Study Links Soft Drinks and Fruit Drinks with Risk for Diabetes in African-American Women

in Health & Medicine, News Releases, School of Medicine
July 29th, 2008

Contact: Gina M. Digravio, 617-638-8491 | gina.digravio@bmc.org

Boston, MA—Researchers from Boston University’s Slone Epidemiology Center have found that regular consumption of sugar-sweetened soft drinks and fruit drinks is associated with an increased risk for type 2 diabetes in African-American women. These findings appear in the July 28 issue of Archives of Internal Medicine.

Type 2 diabetes, a leading cause of morbidity and mortality in the United States, has increased in incidence in recent years, while the age of diagnosis has dropped. Type 2 diabetes is a particular problem among U.S. black women, as their incidence rate is twice that of U.S. white women.

In questionnaires mailed to participants of the Black Women’s Health Study (an ongoing prospective study of 59,000 African-American women from all parts of the U.S.) the researchers obtained information on height, weight, demographic characteristics, medical history, usual diet and other factors. Follow-up questionnaires that requested updated information on lifestyle factors, occurrences of diabetes and other serious illnesses were mailed to participants every two years.
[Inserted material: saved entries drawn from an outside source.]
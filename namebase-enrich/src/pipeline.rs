//! End-to-end passes over the chunked store
//!
//! Each pass follows the same discipline: load shards in index order
//! (skipping missing files with a warning), operate in memory, and write
//! back only the shards that changed, backup first.

use crate::consolidate::{rules, ConsolidationEngine};
use crate::enrich::orchestrator::fold_enrichment;
use crate::enrich::oracle::{self, EnrichmentOracle, OracleRequest, QualityTier};
use crate::merge::{self, MergeKind, MergeStats};
use crate::models::NameRecord;
use crate::normalize::DecodedShard;
use crate::report::{AnalyzeReport, ConsolidateSummary};
use crate::store::{ChunkStore, Shard, ShardShape};
use namebase_common::{Error, Result};
use std::collections::{HashMap, HashSet};

/// Full consolidation pass: dedup/merge across shards, then tag-splitting,
/// variant resolution, classification, and unknown-origin inference over
/// every surviving record.
pub fn consolidate_store(store: &ChunkStore) -> Result<ConsolidateSummary> {
    let mut summary = ConsolidateSummary::default();

    let mut shards: Vec<Shard> = Vec::new();
    for key in store.shard_keys() {
        match store.load_shard(&key)? {
            Some(shard) => shards.push(shard),
            None => summary.shards_skipped += 1,
        }
    }
    summary.shards_processed = shards.len();

    let mut changed = vec![false; shards.len()];

    // Cross-shard dedup. First-seen (earliest shard, earliest position)
    // survives; duplicates merge into it and are dropped from their shard.
    let mut seen: HashMap<String, (usize, usize)> = HashMap::new();
    let mut removals: Vec<HashSet<usize>> = vec![HashSet::new(); shards.len()];

    for s_idx in 0..shards.len() {
        for r_idx in 0..shards[s_idx].records().len() {
            summary.records_seen += 1;
            let key = shards[s_idx].records()[r_idx].key();
            match seen.get(&key) {
                None => {
                    seen.insert(key, (s_idx, r_idx));
                }
                Some(&(first_shard, first_idx)) => {
                    let incoming = shards[s_idx].records()[r_idx].clone();
                    let incumbent = &mut shards[first_shard].records_mut()[first_idx];
                    let kind = merge::merge_into(incumbent, &incoming);
                    summary.merge.record(&incoming.name, kind);
                    summary.duplicates_removed += 1;
                    removals[s_idx].insert(r_idx);
                    changed[s_idx] = true;
                    if kind == MergeKind::Updated {
                        changed[first_shard] = true;
                    }
                }
            }
        }
    }

    for (shard, remove) in shards.iter_mut().zip(&removals) {
        if remove.is_empty() {
            continue;
        }
        let mut idx = 0;
        shard.records_mut().retain(|_| {
            let keep = !remove.contains(&idx);
            idx += 1;
            keep
        });
    }

    // Consolidation proper, with the variant index built over the full
    // deduplicated record set.
    let engine = ConsolidationEngine::new(shards.iter().flat_map(|s| s.records().iter()));
    for (s_idx, shard) in shards.iter_mut().enumerate() {
        let mut shard_changes = 0usize;
        for record in shard.records_mut() {
            let outcome = engine.consolidate_record(record);
            if outcome.tags_split {
                summary.tags_split += 1;
            }
            if outcome.variant_resolved {
                summary.variants_resolved += 1;
            }
            if outcome.origin_inferred {
                summary.origins_inferred += 1;
            }
            if outcome.group_changed {
                summary.groups_changed += 1;
            }
            if outcome.changed() {
                shard_changes += 1;
            }
        }
        if shard_changes > 0 {
            changed[s_idx] = true;
        }
        tracing::info!(chunk = %shard.key, changes = shard_changes, "Consolidated shard");
    }

    for (shard, was_changed) in shards.iter().zip(&changed) {
        if *was_changed {
            store.save_shard(shard, "consolidation")?;
        } else {
            tracing::info!(chunk = %shard.key, "No changes, shard left untouched");
        }
    }

    Ok(summary)
}

/// Read-only coverage report: origin-group population counts, descending.
pub fn analyze_store(store: &ChunkStore) -> Result<AnalyzeReport> {
    let mut counts: HashMap<String, usize> = HashMap::new();
    let mut total = 0usize;

    for key in store.shard_keys() {
        let Some(shard) = store.load_shard(&key)? else {
            continue;
        };
        for record in shard.records() {
            total += 1;
            let group = record
                .origin_group
                .clone()
                .unwrap_or_else(|| rules::classify_record(record));
            *counts.entry(group).or_insert(0) += 1;
        }
    }

    let mut groups: Vec<(String, usize)> = counts.into_iter().collect();
    groups.sort_by(|a, b| b.1.cmp(&a.1).then_with(|| a.0.cmp(&b.0)));

    Ok(AnalyzeReport {
        total_records: total,
        groups,
    })
}

/// Enrich a list of new names via the oracle and append them to the target
/// chunk, skipping names the chunk already holds (case-insensitive).
pub async fn add_names<O: EnrichmentOracle>(
    store: &ChunkStore,
    oracle_client: &O,
    names: &[String],
    chunk_key: &str,
) -> Result<MergeStats> {
    let mut shard = match store.load_shard(chunk_key)? {
        Some(shard) => shard,
        // Referenced by the index but not on disk yet: start a fresh shard
        None => Shard {
            key: chunk_key.to_string(),
            path: store.shard_path(chunk_key)?,
            decoded: DecodedShard {
                shape: ShardShape::BareArray,
                records: Vec::new(),
                wrapper_extra: serde_json::Map::new(),
            },
        },
    };

    let existing: HashSet<String> = shard.records().iter().map(|r| r.key()).collect();
    let mut stats = MergeStats::default();

    let fresh: Vec<String> = names
        .iter()
        .map(|n| n.trim().to_string())
        .filter(|n| !n.is_empty())
        .filter(|n| {
            if existing.contains(&n.to_lowercase()) {
                tracing::info!(name = %n, "Skipping duplicate");
                stats.record(n, MergeKind::Unchanged);
                false
            } else {
                true
            }
        })
        .collect();

    if fresh.is_empty() {
        tracing::warn!("No new names to add (all duplicates or empty)");
        return Ok(stats);
    }

    let requests: Vec<OracleRequest> = fresh.iter().map(OracleRequest::new).collect();
    let enrichments = oracle_client
        .enrich_batch(&requests, QualityTier::Standard)
        .await
        .map_err(|e| Error::Internal(format!("oracle call failed: {}", e)))?;
    let aligned = oracle::align_responses(&requests, enrichments);

    let engine = ConsolidationEngine::new(shard.records().iter());
    for (request, slot) in requests.iter().zip(aligned) {
        let Some(enrichment) = slot else {
            tracing::warn!(name = %request.name, "Oracle returned nothing, name not added");
            continue;
        };
        let mut record = NameRecord::new(request.name.clone());
        record.original_name = Some(request.name.clone());
        fold_enrichment(&mut record, &enrichment, oracle_client.label());
        engine.consolidate_record(&mut record);
        shard.records_mut().push(record);
        stats.record(&request.name, MergeKind::Added);
    }

    if stats.added > 0 {
        store.save_shard(&shard, "add")?;
        tracing::info!(
            added = stats.added,
            total = shard.records().len(),
            chunk = chunk_key,
            "Names added"
        );
    }

    Ok(stats)
}
//! namebase - maintenance CLI for the sharded name store
//!
//! Subcommands cover the offline batch jobs: `consolidate` (dedup/merge and
//! origin classification), `enrich` (resumable oracle enrichment),
//! `analyze` (origin-group coverage), `add` (enrich and append new names),
//! and `status` (checkpoint inspection).

use anyhow::{anyhow, Result};
use clap::{Parser, Subcommand};
use std::path::PathBuf;
use tracing::info;
use tracing_subscriber::EnvFilter;

use namebase_common::config as common_config;
use namebase_enrich::config as enrich_config;
use namebase_enrich::enrich::{
    EnrichmentOrchestrator, ErrorLog, OpenAiOracle, RunState, RunStatus,
};
use namebase_enrich::{pipeline, ChunkStore};

const CHECKPOINT_FILE: &str = "enrichment-progress.json";
const ERROR_LOG_FILE: &str = "enrichment-errors.json";

#[derive(Parser)]
#[command(
    name = "namebase",
    version,
    about = "Consolidation and enrichment tools for the sharded name store"
)]
struct Cli {
    /// Data directory holding names-index.json and the shard files
    #[arg(long, global = true)]
    data_dir: Option<PathBuf>,

    #[command(subcommand)]
    command: Command,
}

#[derive(Subcommand)]
enum Command {
    /// Deduplicate, merge, and classify origins across all shards
    Consolidate,

    /// Run oracle enrichment for records missing meaning/origin data
    Enrich {
        /// Names per oracle call
        #[arg(long)]
        batch_size: Option<usize>,

        /// Concurrent in-flight oracle calls
        #[arg(long)]
        concurrency: Option<usize>,

        /// Wall-clock budget in hours; checkpoint and pause when exceeded
        #[arg(long)]
        max_hours: Option<f64>,

        /// Skip the higher-quality second pass for weak results
        #[arg(long)]
        no_quality_gate: bool,
    },

    /// Report origin-group coverage (read-only)
    Analyze,

    /// Enrich new names via the oracle and append them to a chunk
    Add {
        /// Comma-separated list of names
        names: String,

        /// Target chunk key from the index
        #[arg(long, default_value = "chunk1")]
        chunk: String,
    },

    /// Show checkpoint/progress state without running anything
    Status,
}

#[tokio::main]
async fn main() -> Result<()> {
    tracing_subscriber::fmt()
        .with_env_filter(
            EnvFilter::try_from_default_env().unwrap_or_else(|_| EnvFilter::new("info")),
        )
        .init();

    let cli = Cli::parse();
    let toml_config = common_config::load_toml_config()?;
    let data_dir = common_config::resolve_data_dir(cli.data_dir.as_deref(), toml_config.as_ref());

    info!("namebase {}", env!("CARGO_PKG_VERSION"));
    info!("Data directory: {}", data_dir.display());

    match cli.command {
        Command::Consolidate => {
            let store = ChunkStore::open(&data_dir)?;
            let summary = pipeline::consolidate_store(&store)?;
            println!("{}", summary.render());
        }

        Command::Enrich {
            batch_size,
            concurrency,
            max_hours,
            no_quality_gate,
        } => {
            let store = ChunkStore::open(&data_dir)?;
            let api_key = enrich_config::resolve_oracle_api_key(toml_config.as_ref())?;
            let oracle = OpenAiOracle::new(api_key)
                .map_err(|e| anyhow!("failed to create oracle client: {}", e))?;
            let options = enrich_config::resolve_enrich_options(
                toml_config.as_ref(),
                batch_size,
                concurrency,
                max_hours,
                !no_quality_gate,
            );

            let checkpoint_path = data_dir.join(CHECKPOINT_FILE);
            let error_log = ErrorLog::new(data_dir.join(ERROR_LOG_FILE));
            let mut state = RunState::load(&checkpoint_path)?;

            let orchestrator = EnrichmentOrchestrator::new(oracle, options);
            let stats = orchestrator
                .enrich_store(&store, &mut state, &checkpoint_path, &error_log)
                .await?;

            println!("{}", stats.display_string());
            if state.status == RunStatus::Paused {
                println!(
                    "Run paused at batch {}; re-run `namebase enrich` to resume.",
                    state.last_batch_index
                );
            }
        }

        Command::Analyze => {
            let store = ChunkStore::open(&data_dir)?;
            let report = pipeline::analyze_store(&store)?;
            println!("{}", report.render());
        }

        Command::Add { names, chunk } => {
            let store = ChunkStore::open(&data_dir)?;
            let names: Vec<String> = names
                .split(',')
                .map(|n| n.trim().to_string())
                .filter(|n| !n.is_empty())
                .collect();
            if names.is_empty() {
                return Err(anyhow!("no valid names given"));
            }

            let api_key = enrich_config::resolve_oracle_api_key(toml_config.as_ref())?;
            let oracle = OpenAiOracle::new(api_key)
                .map_err(|e| anyhow!("failed to create oracle client: {}", e))?;

            let stats = pipeline::add_names(&store, &oracle, &names, &chunk).await?;
            println!(
                "Added {} names to {} ({} duplicates skipped)",
                stats.added, chunk, stats.unchanged
            );
        }

        Command::Status => {
            let checkpoint_path = data_dir.join(CHECKPOINT_FILE);
            let state = RunState::load(&checkpoint_path)?;
            println!(
                "Status: {:?}\n  batches completed: {}\n  names processed:   {}\n  names errored:     {}\n  estimated cost:    ${:.2}",
                state.status,
                state.last_batch_index,
                state.total_processed,
                state.total_errors,
                state.estimated_cost
            );
            if let Some(chunk) = &state.current_chunk {
                println!("  current chunk:     {}", chunk);
            }
            if let Some(updated) = &state.last_update {
                println!("  last update:       {}", updated);
            }

            let error_log = ErrorLog::new(data_dir.join(ERROR_LOG_FILE));
            let failed = error_log.failed_names()?;
            if !failed.is_empty() {
                println!("  names pending retry: {}", failed.len());
            }
        }
    }

    Ok(())
}
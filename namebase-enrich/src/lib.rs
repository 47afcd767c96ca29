//! namebase-enrich library interface
//!
//! Consolidation and enrichment pipeline for the sharded name store:
//! load shards, normalize record shapes, deduplicate and merge, classify
//! origins into UI filter groups, and drive batched oracle enrichment with
//! resumable checkpoints.

pub mod config;
pub mod consolidate;
pub mod enrich;
pub mod merge;
pub mod models;
pub mod normalize;
pub mod pipeline;
pub mod report;
pub mod store;

pub use crate::models::{NameRecord, OriginValue};
pub use crate::store::{ChunkStore, Shard, ShardShape};
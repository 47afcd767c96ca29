//! Configuration loading and data directory resolution

use crate::{Error, Result};
use serde::{Deserialize, Serialize};
use std::path::{Path, PathBuf};

/// TOML configuration file contents (`~/.config/namebase/config.toml`)
#[derive(Debug, Clone, Default, Serialize, Deserialize)]
pub struct TomlConfig {
    /// Directory holding `names-index.json` and the shard files
    pub data_dir: Option<String>,
    /// API key for the enrichment oracle
    pub openai_api_key: Option<String>,
    /// Enrichment tunables
    #[serde(default)]
    pub enrichment: EnrichmentSection,
}

/// `[enrichment]` section of the TOML config
#[derive(Debug, Clone, Default, Serialize, Deserialize)]
pub struct EnrichmentSection {
    /// Names per oracle call
    pub batch_size: Option<usize>,
    /// Concurrent in-flight oracle calls
    pub concurrency: Option<usize>,
    /// Minimum delay between batch dispatches, milliseconds
    pub dispatch_delay_ms: Option<u64>,
    /// Attempts per batch before giving up
    pub max_attempts: Option<u32>,
}

/// Load the TOML config file if one exists at a platform config path.
///
/// Returns `Ok(None)` when no config file is present; a present but
/// unparseable file is a configuration error, not a silent default.
pub fn load_toml_config() -> Result<Option<TomlConfig>> {
    let Some(path) = config_file_path() else {
        return Ok(None);
    };
    if !path.exists() {
        return Ok(None);
    }
    let content = std::fs::read_to_string(&path)
        .map_err(|e| Error::Config(format!("Read {} failed: {}", path.display(), e)))?;
    let config = toml::from_str(&content)
        .map_err(|e| Error::Config(format!("Parse {} failed: {}", path.display(), e)))?;
    tracing::debug!(path = %path.display(), "Loaded TOML config");
    Ok(Some(config))
}

/// Platform config file location (`<config dir>/namebase/config.toml`)
pub fn config_file_path() -> Option<PathBuf> {
    dirs::config_dir().map(|d| d.join("namebase").join("config.toml"))
}

/// Data directory resolution, in priority order:
/// 1. Command-line argument (highest priority)
/// 2. `NAMEBASE_DATA_DIR` environment variable
/// 3. TOML config file `data_dir` key
/// 4. OS-dependent default (fallback)
pub fn resolve_data_dir(cli_arg: Option<&Path>, toml_config: Option<&TomlConfig>) -> PathBuf {
    // Priority 1: Command-line argument
    if let Some(path) = cli_arg {
        return path.to_path_buf();
    }

    // Priority 2: Environment variable
    if let Ok(path) = std::env::var("NAMEBASE_DATA_DIR") {
        if !path.trim().is_empty() {
            return PathBuf::from(path);
        }
    }

    // Priority 3: TOML config file
    if let Some(dir) = toml_config.and_then(|c| c.data_dir.as_deref()) {
        return PathBuf::from(dir);
    }

    // Priority 4: OS-dependent default
    default_data_dir()
}

/// OS-dependent default data directory
pub fn default_data_dir() -> PathBuf {
    dirs::data_local_dir()
        .map(|d| d.join("namebase"))
        .unwrap_or_else(|| PathBuf::from("./namebase_data"))
}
The researchers found 2,713 participants developed diabetes during the first ten years of follow-up in the study. The incidence of type 2 diabetes rose with increasing intake of both sugar-sweetened soft drinks and fruit drinks. Women who consumed two or more soft drinks a day had a 24 percent increase in incidence of relative to women who drank less than one soft drink per month. A similar association was observed for sweetened fruit drinks, with a 31 percent increase observed for two or more servings per day relative to less than one per month.

The researchers note that while there has been increasing public awareness of the adverse health effects of soft drinks, little attention has been given to fruit drinks, which often are marketed as a healthier alternative to soft drinks.

“Fruit drinks were consumed more frequently than soft drinks in our study, and the proportion of total energy intake from fruit drinks in the U.S. population doubled from 1977 to 2001,” said lead author Julie Palmer, ScD, a professor of epidemiology at Boston University School of Public Health. “The public should be made aware that these drinks are not a healthy alternative to soft drinks with regard to risk of type 2 diabetes,” she added.

This study was supported by the National Cancer Institute and the National Institute of Diabetes and Digestive and Kidney Diseases.